Alors que les débats scientifiques et politiques tournent à la défaveur du statu quo souhaité par les industriels, la DG SANCO prend une initiative pour le moins étrange : confier le développement de la définition des PE à l’Agence Européenne de Sécurité des Aliments (EFSA). Pour le RES, il faut voir dans cette décision une manœuvre politique de mauvais augure. D’abord parce que la DG SANCO, jusque-là totalement passive, voire hostile au changement de paradigme requis par les PE, s’arroge un leadership aux dépens de la DG Environnement. Ensuite, parce qu’en mandatant l’EFSA, elle verrouille le débat démocratique bouillonnant, au moment même où le Parlement européen commençait de s’en saisir et où des Etats-membres comme la France, le Danemark ou la Belgique envoient des messages forts de promotion d’une approche de précaution. Par ailleurs, le déni de l’EFSA sur la perturbation endocrinienne est de notoriété publique comme l’a prouvé sa défense des usages alimentaires du Bisphénol A et de la DJA toujours en cours. Enfin, le RES se questionne s’il est sérieux de confier à une agence au plus fort du discrédit, dont l’ex-Présidente a pour nouvel employeur le lobby agrochimique [2], le soin de définir les PE et donc la possibilité d’influencer directement le retrait ou non de pesticides du marché.

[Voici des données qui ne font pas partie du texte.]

use std::{env, net::SocketAddr, time::Duration};

use thiserror::Error;

pub const DEFAULT_PORT: u16 = 5000;
pub const DEFAULT_READ_TIMEOUT_MS: u64 = 5_000;

#[derive(Debug, Clone)]
pub struct Config {
    pub bind_addr: String,
    pub bind_port: u16,
    pub read_timeout: Duration,
}

#[derive(Debug, Error)]
pub enum ConfigError {
    #[error("CJTP_PORT must be a valid u16")]
    InvalidPort,
    #[error("CJTP_READ_TIMEOUT_MS must be a positive number of milliseconds")]
    InvalidReadTimeout,
    #[error("invalid bind address or port")]
    InvalidSocket,
}

impl Default for Config {
    fn default() -> Self {
        Self {
            bind_addr: "127.0.0.1".to_string(),
            bind_port: DEFAULT_PORT,
            read_timeout: Duration::from_millis(DEFAULT_READ_TIMEOUT_MS),
        }
    }
}

impl Config {
    pub fn from_env() -> Result<Self, ConfigError> {
        let defaults = Self::default();

        let bind_addr = env::var("CJTP_BIND_ADDR")
            .ok()
            .map(|value| value.trim().to_string())
            .filter(|value| !value.is_empty())
            .unwrap_or(defaults.bind_addr);
        let bind_port = env::var("CJTP_PORT")
            .ok()
            .map(|value| value.trim().parse::<u16>().map_err(|_| ConfigError::InvalidPort))
            .transpose()?
            .unwrap_or(defaults.bind_port);
        let read_timeout = env::var("CJTP_READ_TIMEOUT_MS")
            .ok()
            .map(|value| {
                value
                    .trim()
                    .parse::<u64>()
                    .ok()
                    .filter(|millis| *millis > 0)
                    .map(Duration::from_millis)
                    .ok_or(ConfigError::InvalidReadTimeout)
            })
            .transpose()?
            .unwrap_or(defaults.read_timeout);

        let config = Self {
            bind_addr,
            bind_port,
            read_timeout,
        };

        let _ = config.bind_socket()?;
        Ok(config)
    }

    pub fn bind_socket(&self) -> Result<SocketAddr, ConfigError> {
        format!("{}:{}", self.bind_addr, self.bind_port)
            .parse::<SocketAddr>()
            .map_err(|_| ConfigError::InvalidSocket)
    }
}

« Le mandat confié à l’EFSA est une caricature de manœuvre en faveur des lobbys. L’EFSA n’a ni la légitimité, ni le crédit pour prendre des décisions qui relèvent du débat démocratique et de la politique de prévention sanitaire souhaitée par les citoyens et leurs représentants » prévient Yannick Vicaire « le RES invite les parlementaires français et européens à réagir vivement contre cette tentative de court-circuitage, et demande solennellement au Président de la République, François Hollande, d’intervenir au nom de son engagement exprimé à la Conférence environnementale en faveur du contrôle des perturbateurs endocriniens ».

Source : RES

notes :

[1L’ECETOC est l’European Centre for Ecotoxicology annd Toxicology of Chemicals, un think-tank de l’industrie chimique créé pour influencer les réglementations et procédures d’évaluation des produits chimiques.

[2Diana Banati, après avoir longtemps cumulé ses fonctions de Présidente du CA de l’EFSA et d’administratrice au sein de l’ILSI (un think-tank des lobbys agrochimique et agroalimentaire) a démissionné du premier le 9 mai 2012 pour devenir directrice exécutive d’ILSI-Europe.